Generally, there is no specific or primary enactment regulating the sector. However, to prevent cybercrimes and safeguard intellectual property rights such as patents, copywrites, trade secrets, and other irregularities, Legal practitioners can make use of subsidiary legislation. Section 4(1) of 1999 Constitution of the Federal Republic of Nigeria (As amended) provides that “The legislative powers of the Federal Republic of Nigeria shall be vested in a National Assembly for the Federation which shall consist of a Senate and a House of Representative.” This implies that the National Assembly has been empowered to make laws for the Federation. 

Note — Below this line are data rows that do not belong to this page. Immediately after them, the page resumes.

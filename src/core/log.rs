//! Bounded match log.
//!
//! Entries are semantic (`LogEvent`) and render to fixed English labels via
//! `Display`. The log is append-only with a drop-oldest trim: once it grows
//! past `LOG_CAPACITY` entries it keeps only the newest `LOG_RETAIN`.

use im::Vector;
use serde::{Deserialize, Serialize};

use super::declaration::DeclarationKind;
use super::item::{AttackItem, DefenseItem, Hand, Item};
use super::player::Team;
use super::state::Difficulty;

/// Length above which the log is trimmed.
pub const LOG_CAPACITY: usize = 600;

/// Entries kept after a trim.
pub const LOG_RETAIN: usize = 420;

/// Why a player died.
#[derive(Clone, Copy, Debug, PartialEq, Eq, Serialize, Deserialize)]
pub enum DeathCause {
    /// Challenged on a false declaration.
    FalseDeclaration,
    /// Challenged a declaration that turned out true.
    DoubtedTruth,
    /// Declared a bare-hand defense against a landed attack.
    DefenseFailure,
    /// Defended with a shield that was already at zero durability.
    ShieldBroken,
}

impl std::fmt::Display for DeathCause {
    fn fmt(&self, f: &mut std::fmt::Formatter<'_>) -> std::fmt::Result {
        f.write_str(match self {
            DeathCause::FalseDeclaration => "false declaration caught",
            DeathCause::DoubtedTruth => "wrongly doubted the truth",
            DeathCause::DefenseFailure => "defense failure",
            DeathCause::ShieldBroken => "shield broken",
        })
    }
}

#[derive(Clone, Debug, PartialEq, Eq, Serialize, Deserialize)]
pub enum LogEvent {
    AttackOrder { team: Team, names: Vec<String> },
    OpeningTeam { team: Team },
    LeadersHidden,
    Difficulty(Difficulty),
    GameStarted,
    Turn { name: String, team: Team },
    Passed { name: String },
    AttackDeclared { attacker: String, target: String, hand: Hand, declared: AttackItem },
    DefenseDeclared { defender: String, hand: Hand, declared: DefenseItem },
    Challenged { challenger: String, actor: String, kind: DeclarationKind },
    Revealed { actor: String, hand: Hand, item: Item },
    Killed { name: String, cause: DeathCause },
    LeaderFallen { team: Team, winner: Team },
    NoChallenge,
    ShieldHit { defender: String, hand: Hand, remaining: u8, damage: u8 },
    AttackFizzled { target: String },
    RoundStarted { round: u32, starter: Team },
    NoAttackers { winner: Team },
}

impl std::fmt::Display for LogEvent {
    fn fmt(&self, f: &mut std::fmt::Formatter<'_>) -> std::fmt::Result {
        match self {
            LogEvent::AttackOrder { team, names } => {
                write!(f, "Order {}: {}", team, names.join(", "))
            }
            LogEvent::OpeningTeam { team } => write!(f, "Round 1 start team: {}", team),
            LogEvent::LeadersHidden => f.write_str("Leaders are hidden."),
            LogEvent::Difficulty(d) => write!(f, "Difficulty: {}", d),
            LogEvent::GameStarted => f.write_str("-- Game start"),
            LogEvent::Turn { name, team } => write!(f, "Turn: {} ({})", name, team),
            LogEvent::Passed { name } => write!(f, "{} passes", name),
            LogEvent::AttackDeclared { attacker, target, hand, declared } => {
                let item = Item::from(*declared);
                write!(f, "{} -> {} : {} {} declared", attacker, target, hand, item)
            }
            LogEvent::DefenseDeclared { defender, hand, declared } => {
                write!(f, "{} : {} {} declared", defender, hand, Item::from(*declared))
            }
            LogEvent::Challenged { challenger, actor, kind } => {
                write!(f, "{} doubts {} ({})", challenger, actor, kind)
            }
            LogEvent::Revealed { actor, hand, item } => {
                write!(f, "Reveal: {} {} = {}", actor, hand, item)
            }
            LogEvent::Killed { name, cause } => write!(f, "{} dies ({})", name, cause),
            LogEvent::LeaderFallen { team, winner } => {
                write!(f, "Leader of {} has fallen -> {} wins", team, winner)
            }
            LogEvent::NoChallenge => f.write_str("No challenge"),
            LogEvent::ShieldHit { defender, hand, remaining, damage } => write!(
                f,
                "{} {} shield durability {}/{} (damage {})",
                defender,
                hand,
                remaining,
                super::state::SHIELD_MAX,
                damage
            ),
            LogEvent::AttackFizzled { target } => {
                write!(f, "{} already fallen, attack fizzles", target)
            }
            LogEvent::RoundStarted { round, starter } => {
                write!(f, "-- Round {} start (first: {})", round, starter)
            }
            LogEvent::NoAttackers { winner } => write!(f, "No attackers left -> {} wins", winner),
        }
    }
}

/// Append-only, drop-oldest event log.
#[derive(Clone, Debug, Default, PartialEq, Eq, Serialize, Deserialize)]
pub struct GameLog {
    entries: Vector<LogEvent>,
}

impl GameLog {
    #[must_use]
    pub fn new() -> Self {
        Self::default()
    }

    /// Append an entry, trimming to `LOG_RETAIN` when over `LOG_CAPACITY`.
    pub fn push(&mut self, event: LogEvent) {
        self.entries.push_back(event);
        if self.entries.len() > LOG_CAPACITY {
            let drop = self.entries.len() - LOG_RETAIN;
            self.entries = self.entries.split_off(drop);
        }
    }

    #[must_use]
    pub fn len(&self) -> usize {
        self.entries.len()
    }

    #[must_use]
    pub fn is_empty(&self) -> bool {
        self.entries.is_empty()
    }

    pub fn iter(&self) -> impl Iterator<Item = &LogEvent> {
        self.entries.iter()
    }

    #[must_use]
    pub fn last(&self) -> Option<&LogEvent> {
        self.entries.last()
    }

    /// Rendered lines, oldest first.
    #[must_use]
    pub fn lines(&self) -> Vec<String> {
        self.entries.iter().map(ToString::to_string).collect()
    }
}
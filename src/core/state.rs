//! The authoritative match state.
//!
//! ## MatchState
//!
//! Everything the reducer needs, including hidden information (leaders and
//! hand contents). Only the reducer writes it; callers hold snapshots.
//!
//! Uses `im` persistent vectors for the roster and the log, so the copy the
//! reducer takes on every action shares structure with the caller's value.
//!
//! ## Invariants
//!
//! - In `AttackDeclare` and `DefenseDeclare`, `current_attacker` is a living
//!   member of `acting_team`.
//! - `attack_order[t]` is a permutation of team `t`'s seats.
//! - `attacked_this_round[t]` only grows within a round.
//! - `winner` is set at most once, together with `Phase::GameOver`.
//! - Shield durability never increases.

use im::Vector;
use rustc_hash::FxHashSet;
use serde::{Deserialize, Serialize};
use smallvec::SmallVec;

use super::declaration::{AttackDeclaration, Declaration};
use super::error::{MatchError, Result};
use super::item::Hand;
use super::log::{GameLog, LogEvent};
use super::player::{PlayerId, PlayerMap, Team, TeamMap};
use super::roster::Player;

/// Players per team.
pub const TEAM_SIZE: usize = 5;

/// Seats in a match.
pub const PLAYER_COUNT: usize = TEAM_SIZE * 2;

/// The only human seat.
pub const HUMAN_SEAT: PlayerId = PlayerId::new(0);

/// Starting (and maximum) durability of every hand's shield.
pub const SHIELD_MAX: u8 = 3;

/// Fixed attack order of one team.
pub type AttackOrder = SmallVec<[PlayerId; TEAM_SIZE]>;

#[derive(Clone, Copy, Debug, Default, PartialEq, Eq, Hash, Serialize, Deserialize)]
pub enum Difficulty {
    Easy,
    #[default]
    Normal,
    Hard,
}

impl std::fmt::Display for Difficulty {
    fn fmt(&self, f: &mut std::fmt::Formatter<'_>) -> std::fmt::Result {
        f.write_str(match self {
            Difficulty::Easy => "EASY",
            Difficulty::Normal => "NORMAL",
            Difficulty::Hard => "HARD",
        })
    }
}

#[derive(Clone, Copy, Debug, Default, PartialEq, Eq, Hash, Serialize, Deserialize)]
pub enum Phase {
    #[default]
    Setup,
    AttackDeclare,
    ChallengeAttack,
    DefenseDeclare,
    ChallengeDefense,
    Resolve,
    GameOver,
}

impl Phase {
    /// Phases in which a declaration may be challenged or passed.
    #[must_use]
    pub const fn is_challenge_window(self) -> bool {
        matches!(self, Phase::ChallengeAttack | Phase::ChallengeDefense)
    }
}

/// Remaining shield durability per (player, hand), starting at `SHIELD_MAX`.
#[derive(Clone, Debug, PartialEq, Eq, Serialize, Deserialize)]
pub struct ShieldDurability {
    hands: PlayerMap<[u8; 2]>,
}

impl ShieldDurability {
    #[must_use]
    pub fn new(player_count: usize) -> Self {
        Self { hands: PlayerMap::with_value(player_count, [SHIELD_MAX; 2]) }
    }

    /// Current durability. Unknown seats read as a fresh shield.
    #[must_use]
    pub fn get(&self, player: PlayerId, hand: Hand) -> u8 {
        self.hands.get(player).map_or(SHIELD_MAX, |pair| pair[hand.index()])
    }

    /// Both hands, left first.
    #[must_use]
    pub fn pair(&self, player: PlayerId) -> [u8; 2] {
        self.hands.get(player).copied().unwrap_or([SHIELD_MAX; 2])
    }

    /// Apply `damage`, flooring at zero. Returns the remaining durability.
    pub fn wear(&mut self, player: PlayerId, hand: Hand, damage: u8) -> u8 {
        match self.hands.get_mut(player) {
            Some(pair) => {
                pair[hand.index()] = pair[hand.index()].saturating_sub(damage);
                pair[hand.index()]
            }
            None => SHIELD_MAX.saturating_sub(damage),
        }
    }

    /// Overwrite a value. Only lowers durability; higher values are ignored.
    pub fn lower_to(&mut self, player: PlayerId, hand: Hand, value: u8) {
        if let Some(pair) = self.hands.get_mut(player) {
            pair[hand.index()] = pair[hand.index()].min(value);
        }
    }

    pub fn iter(&self) -> impl Iterator<Item = (PlayerId, [u8; 2])> + '_ {
        self.hands.iter().map(|(id, pair)| (id, *pair))
    }
}

/// What the match is waiting for.
#[derive(Clone, Copy, Debug, PartialEq, Eq)]
pub enum Awaiting {
    /// SETUP: waiting for `StartGame`.
    Start,
    /// The human seat must act.
    Human(Prompt),
    /// Dispatch `AiStep`.
    Ai,
    /// GAME_OVER.
    Finished,
}

/// Which human decision is pending.
#[derive(Clone, Copy, Debug, PartialEq, Eq)]
pub enum Prompt {
    Attack,
    Defense,
    /// Challenge or pass the live declaration.
    Challenge,
}

/// Full match state, including hidden information.
#[derive(Clone, Debug, PartialEq, Serialize, Deserialize)]
pub struct MatchState {
    pub difficulty: Difficulty,
    pub phase: Phase,

    /// Round number (starts at 1).
    pub round: u32,
    pub round_start_team: Team,
    pub acting_team: Team,

    /// Roster, indexed by `PlayerId`.
    pub players: Vector<Player>,

    pub attack_order: TeamMap<AttackOrder>,
    /// Per-team cursor into `attack_order`.
    pub cursor: TeamMap<usize>,
    pub attacked_this_round: TeamMap<FxHashSet<PlayerId>>,

    pub current_attacker: Option<PlayerId>,
    pub current_target: Option<PlayerId>,
    /// The attack that survived its challenge window and awaits a defense.
    pub pending_attack: Option<AttackDeclaration>,
    pub last_declaration: Option<Declaration>,

    pub shields: ShieldDurability,

    pub log: GameLog,
    pub winner: Option<Team>,
}

impl MatchState {
    // === Roster ===

    /// Look up a seat. A missing seat is a caller bug.
    pub fn player(&self, id: PlayerId) -> Result<&Player> {
        self.players.get(id.index()).ok_or(MatchError::PlayerNotFound(id))
    }

    pub fn player_mut(&mut self, id: PlayerId) -> Result<&mut Player> {
        self.players.get_mut(id.index()).ok_or(MatchError::PlayerNotFound(id))
    }

    /// Display name of a seat.
    pub fn name(&self, id: PlayerId) -> Result<String> {
        self.player(id).map(|p| p.name.clone())
    }

    /// The human seat, if the roster has one.
    #[must_use]
    pub fn human(&self) -> Option<&Player> {
        self.players.iter().find(|p| p.is_human)
    }

    /// Living members of `team`, in roster order.
    #[must_use]
    pub fn alive_ids(&self, team: Team) -> SmallVec<[PlayerId; TEAM_SIZE]> {
        self.players.iter().filter(|p| p.alive && p.team == team).map(|p| p.id).collect()
    }

    #[must_use]
    pub fn alive_count(&self, team: Team) -> usize {
        self.players.iter().filter(|p| p.alive && p.team == team).count()
    }

    /// The hidden leader of `team`.
    #[must_use]
    pub fn leader(&self, team: Team) -> Option<PlayerId> {
        self.players.iter().find(|p| p.team == team && p.is_leader).map(|p| p.id)
    }

    // === Challenge eligibility ===

    /// Whether `challenger` may challenge `declaration`: alive, not its
    /// actor, and on the opposing team.
    pub fn may_challenge(&self, challenger: PlayerId, declaration: &Declaration) -> Result<bool> {
        let me = self.player(challenger)?;
        let actor = self.player(declaration.actor())?;
        Ok(me.alive && me.id != actor.id && me.team != actor.team)
    }

    /// Whether a living human may challenge the live declaration right now.
    ///
    /// While true, the AI challenge scan waits for the human's decision.
    pub fn human_may_challenge(&self) -> Result<bool> {
        if !self.phase.is_challenge_window() {
            return Ok(false);
        }
        match (self.human(), self.last_declaration.as_ref()) {
            (Some(human), Some(declaration)) => self.may_challenge(human.id, declaration),
            _ => Ok(false),
        }
    }

    // === Progress ===

    #[must_use]
    pub fn is_over(&self) -> bool {
        self.phase == Phase::GameOver
    }

    /// What the match is waiting for.
    pub fn awaiting(&self) -> Result<Awaiting> {
        let human_seat = |id: Option<PlayerId>| -> Result<bool> {
            match id {
                Some(id) => {
                    let p = self.player(id)?;
                    Ok(p.is_human && p.alive)
                }
                None => Ok(false),
            }
        };

        Ok(match self.phase {
            Phase::Setup => Awaiting::Start,
            Phase::GameOver => Awaiting::Finished,
            Phase::AttackDeclare if human_seat(self.current_attacker)? => {
                Awaiting::Human(Prompt::Attack)
            }
            Phase::DefenseDeclare if human_seat(self.current_target)? => {
                Awaiting::Human(Prompt::Defense)
            }
            Phase::ChallengeAttack | Phase::ChallengeDefense if self.human_may_challenge()? => {
                Awaiting::Human(Prompt::Challenge)
            }
            _ => Awaiting::Ai,
        })
    }

    pub(crate) fn push_log(&mut self, event: LogEvent) {
        self.log.push(event);
    }

    /// Declare `winner` and end the match.
    pub(crate) fn finish(&mut self, winner: Team) {
        self.winner = Some(winner);
        self.phase = Phase::GameOver;
    }
}

#[cfg(test)]
mod tests {
    use super::*;

    #[test]
    fn test_shield_wear_floors_at_zero() {
        let mut shields = ShieldDurability::new(2);
        let p = PlayerId::new(1);

        assert_eq!(shields.get(p, Hand::Left), SHIELD_MAX);
        assert_eq!(shields.wear(p, Hand::Left, 2), 1);
        assert_eq!(shields.wear(p, Hand::Left, 2), 0);
        assert_eq!(shields.wear(p, Hand::Left, 1), 0);
        assert_eq!(shields.get(p, Hand::Right), SHIELD_MAX);
        assert_eq!(shields.pair(p), [0, SHIELD_MAX]);
    }

    #[test]
    fn test_shield_lower_to_never_raises() {
        let mut shields = ShieldDurability::new(1);
        let p = PlayerId::new(0);

        shields.lower_to(p, Hand::Right, 1);
        shields.lower_to(p, Hand::Right, 3);
        assert_eq!(shields.get(p, Hand::Right), 1);
    }

    #[test]
    fn test_challenge_window() {
        assert!(Phase::ChallengeAttack.is_challenge_window());
        assert!(Phase::ChallengeDefense.is_challenge_window());
        assert!(!Phase::DefenseDeclare.is_challenge_window());
        assert!(!Phase::Resolve.is_challenge_window());
    }

    #[test]
    fn test_difficulty_display() {
        assert_eq!(Difficulty::default(), Difficulty::Normal);
        assert_eq!(Difficulty::Hard.to_string(), "HARD");
    }
}
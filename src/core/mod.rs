//! Domain model: ids, items, declarations, players, actions, state, RNG,
//! configuration, errors, the bounded log, and per-viewer projection.
//!
//! No game rules live here; see `rules` for the reducer.

pub mod action;
pub mod config;
pub mod declaration;
pub mod error;
pub mod item;
pub mod log;
pub mod player;
pub mod rng;
pub mod roster;
pub mod state;
pub mod view;

pub use action::{Action, AttackPlan, DefensePlan};
pub use config::MatchConfig;
pub use declaration::{AttackDeclaration, Declaration, DeclarationKind, DefenseDeclaration};
pub use error::{MatchError, Result};
pub use item::{AttackItem, DefenseItem, Hand, Item};
pub use log::{DeathCause, GameLog, LogEvent, LOG_CAPACITY, LOG_RETAIN};
pub use player::{PlayerId, PlayerMap, Team, TeamMap};
pub use rng::{GameRng, RandomSource, ScriptedRandom};
pub use roster::{AiProfile, Player};
pub use state::{
    AttackOrder, Awaiting, Difficulty, MatchState, Phase, Prompt, ShieldDurability, HUMAN_SEAT,
    PLAYER_COUNT, SHIELD_MAX, TEAM_SIZE,
};
pub use view::{MatchView, PlayerView};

The subsidiary legislation governing Web 3 and blockchain technology are as follows. National Blockchain Policy 2023. Nigerian Finance Act. Copyright Act. Patent Design Act. National Information Technology Development Agency Act 2007. Securities and Exchange Commission (SEC) Rules on Issuance, Offering Platforms and Custody of Digital Assets. The Nigeria Data Protection Act (NDPA), 2023. Nigerian Startup Act, 2022. Cybercrimes (Prohibition, Prevention, etc) Act, 2015. The Money Laundering (Prohibition) Act, 2022. The Terrorism Prevention Act, 2012 (as amended);The Terrorism Prevention (Freezing of International Terrorist Funds and other Related Matters) Regulations, 2013; The Economic and Financial Crime Commission (Establishment) Act, 2004; The National Identity Management Act, 2017;The Finance Act (as amended each year).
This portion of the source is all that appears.